Jane is about be put into protective custody in Alaska, but determined to find Erfan and with a little encouragement from Dr Knight, she escapes custody.  Where she basically kidnaps Nick Pierce, a thief forcing him to outrun the military on his motorcycle.

Jane is shot so Nick takes her back to his house, where she recovers from her wound, her body forcibly ejecting the bullet.  Jane meets the rest of Nick’s crew - Blue, a medic and Squeak, young man who know every tunnel in the city.

There’s some skullduggery, Jane discovers that the man she thinks is Dr Knight is not Dr Knight and he tells her he is Captain Lucas Insley, military intelligence investigating Colonel Watts, believing that Watts has created Irfan as a cover for Watt’s own experiments.

Not knowing who to trust Jane brings in her sister (who does not appear in the comics) and calls on Nick and his crew.

We discover who the real Peter Erfan is, and he is able to recreate the virus that created Jane.  I won’t say who it is in case you want to watch the movie yourself on Youtube.

The story ends with Jane reported dead and given a new identity by Watts looking closer to her comic book counterpart.  We aren’t told the new identity but I like to think it is Jane Vasco.

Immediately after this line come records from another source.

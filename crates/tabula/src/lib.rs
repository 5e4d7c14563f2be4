//! # Tabula - Value Normalization and Column Formatting for Tables
//!
//! `tabula` is the shared core behind tabular output formats: given
//! heterogeneous, possibly-missing, possibly-mixed-type cell values, it
//! infers a per-column semantic type, computes per-column width, precision,
//! and alignment, layers user styles with theme filters, and renders every
//! cell to a display string that round-trips its semantics (`Infinity`,
//! `NaN`, absent values, decimals, datetimes).
//!
//! Format adapters (Markdown, CSV, HTML, ...) are consumers of this crate,
//! not part of it: they take the rendered cell matrix and the per-column
//! profiles and add only literal syntax around them.
//!
//! ## Core Concepts
//!
//! - [`TableData`]: the pipeline orchestrator — holds headers, rows, and
//!   configuration, and renders on demand with cached results
//! - [`RawValue`] / [`TypeCode`] / [`ClassifiedValue`]: the classification
//!   layer (re-exported from `tabula-infer`) — total, never fails
//! - [`ColumnProfile`]: per-column dominant type, display width, precision,
//!   and default alignment
//! - [`Style`]: optional display attributes, layered per field (type
//!   default, then theme, then column style, then cell filters)
//! - [`StyleFilter`] / [`Theme`]: per-cell conditional styling
//! - [`Stylesheet`]: YAML column styles keyed by header name
//! - [`ValueMap`]: display substitutions for nulls, booleans, `Infinity`,
//!   and `NaN`
//! - [`Rendered`]: the read-only view adapters consume
//!
//! ## Quick Start
//!
//! ```rust
//! use tabula::{Style, TableData, ThousandSeparator, TypeCode};
//!
//! let mut table = TableData::new();
//! table.set_headers(vec!["item".into(), "price".into()]);
//! table.set_rows(vec![
//!     vec!["widget".into(), 1299.into()],
//!     vec!["gadget".into(), 25.into()],
//! ]);
//! table.set_column_style(
//!     "price",
//!     Style::new().thousand_separator(ThousandSeparator::Comma),
//! )?;
//!
//! let rendered = table.render()?;
//! assert_eq!(rendered.profiles()[1].type_code(), TypeCode::Integer);
//! assert_eq!(rendered.cell_text(0, 1), Some("1,299"));
//! assert_eq!(rendered.cell_text(1, 1), Some("   25"));
//! # Ok::<(), tabula::ConfigError>(())
//! ```
//!
//! ## Conditional Styling
//!
//! Filters see each cell's position, header, and classified value:
//!
//! ```rust
//! use tabula::{CellContext, Style, StyleFilter, TableData};
//!
//! let mut table = TableData::new();
//! table.set_headers(vec!["delta".into()]);
//! table.set_rows(vec![vec![(-5).into()], vec![5.into()]]);
//! table.add_style_filter(StyleFilter::new("negatives-red", |ctx: &CellContext<'_>| {
//!     let negative = ctx.value.raw().as_int().is_some_and(|n| n < 0);
//!     negative.then(|| Style::new().color("red"))
//! }));
//!
//! let rendered = table.render()?;
//! assert_eq!(rendered.rows()[0][0].style().color.as_deref(), Some("red"));
//! assert_eq!(rendered.rows()[1][0].style().color, None);
//! # Ok::<(), tabula::ConfigError>(())
//! ```
//!
//! ## YAML Stylesheets
//!
//! Column styles can be loaded from YAML, keyed by header name:
//!
//! ```rust
//! use tabula::{Stylesheet, TableData};
//!
//! let sheet = Stylesheet::from_yaml(r#"
//! price:
//!   align: right
//!   thousand_separator: comma
//! "#)?;
//!
//! let mut table = TableData::new();
//! table.set_headers(vec!["price".into()]);
//! table.set_rows(vec![vec![1_000_000.into()]]);
//! table.apply_stylesheet(&sheet)?;
//!
//! assert_eq!(table.render()?.cell_text(0, 0), Some("1,000,000"));
//! # Ok::<(), Box<dyn std::error::Error>>(())
//! ```
//!
//! ## Themes
//!
//! Themes are named, registered style filters; two built-ins ship with
//! every [`TableData`] (`altrow`, `headline`):
//!
//! ```rust
//! use tabula::TableData;
//!
//! let mut table = TableData::new();
//! table.set_headers(vec!["h".into()]);
//! table.set_rows(vec![vec![1.into()]]);
//! table.set_theme("headline")?;
//!
//! let rendered = table.render()?;
//! assert!(rendered.header_cells()[0].style().font_weight.is_some());
//! # Ok::<(), tabula::ConfigError>(())
//! ```

// Internal modules
mod error;
mod pipeline;
mod profile;
mod render;
pub mod style;
mod util;

// Error types
pub use error::{ConfigError, Result, StylesheetError};

// Pipeline exports
pub use pipeline::{ColumnSelector, Rendered, RenderedCell, Requirements, TableData};

// Profile exports
pub use profile::{ColumnProfile, ColumnProfiler};

// Render exports
pub use render::{render_cell, RenderPolicy, ValueMap};

// Style module exports
pub use style::{
    default_align_for, default_style_for, Align, CellContext, DecorationLine, Decorations,
    FilterSet, FontSize, FontStyle, FontWeight, Style, StyleFilter, Stylesheet, Theme,
    ThemeRegistry, ThousandSeparator, VerticalAlign,
};

// Utility exports
pub use util::{display_width, pad_center, pad_left, pad_right};

// Re-export the classification layer so adapters need a single import
pub use tabula_infer::{
    classify, classify_with_hint, ClassifiedValue, RawValue, TypeCode, TypeHint,
};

Erfan believed to be dead, but a final coda shows him alive.

I presume had this gone to series, Watts would have given her missions to chase Erfans and battle his enhanced soldiers, likely working with Nick and his crew.

As an adaptation, this isn’t particularly faithful but does a reasonable job with the action on a TV movie budget.  It’s an ok set up, I suspect the series may have been closer to the comics or at least tried.  I liked Eric Dane’s Nick Pierce, I would have been on board for more of him, a roguish thief who helps Jane because it is the right thing.

Now this has me curious to see what was changed for the short lived series 2 years later.

I presume that this led to the 2006 Painkiller Jane comic miniseries from Dynamite comics.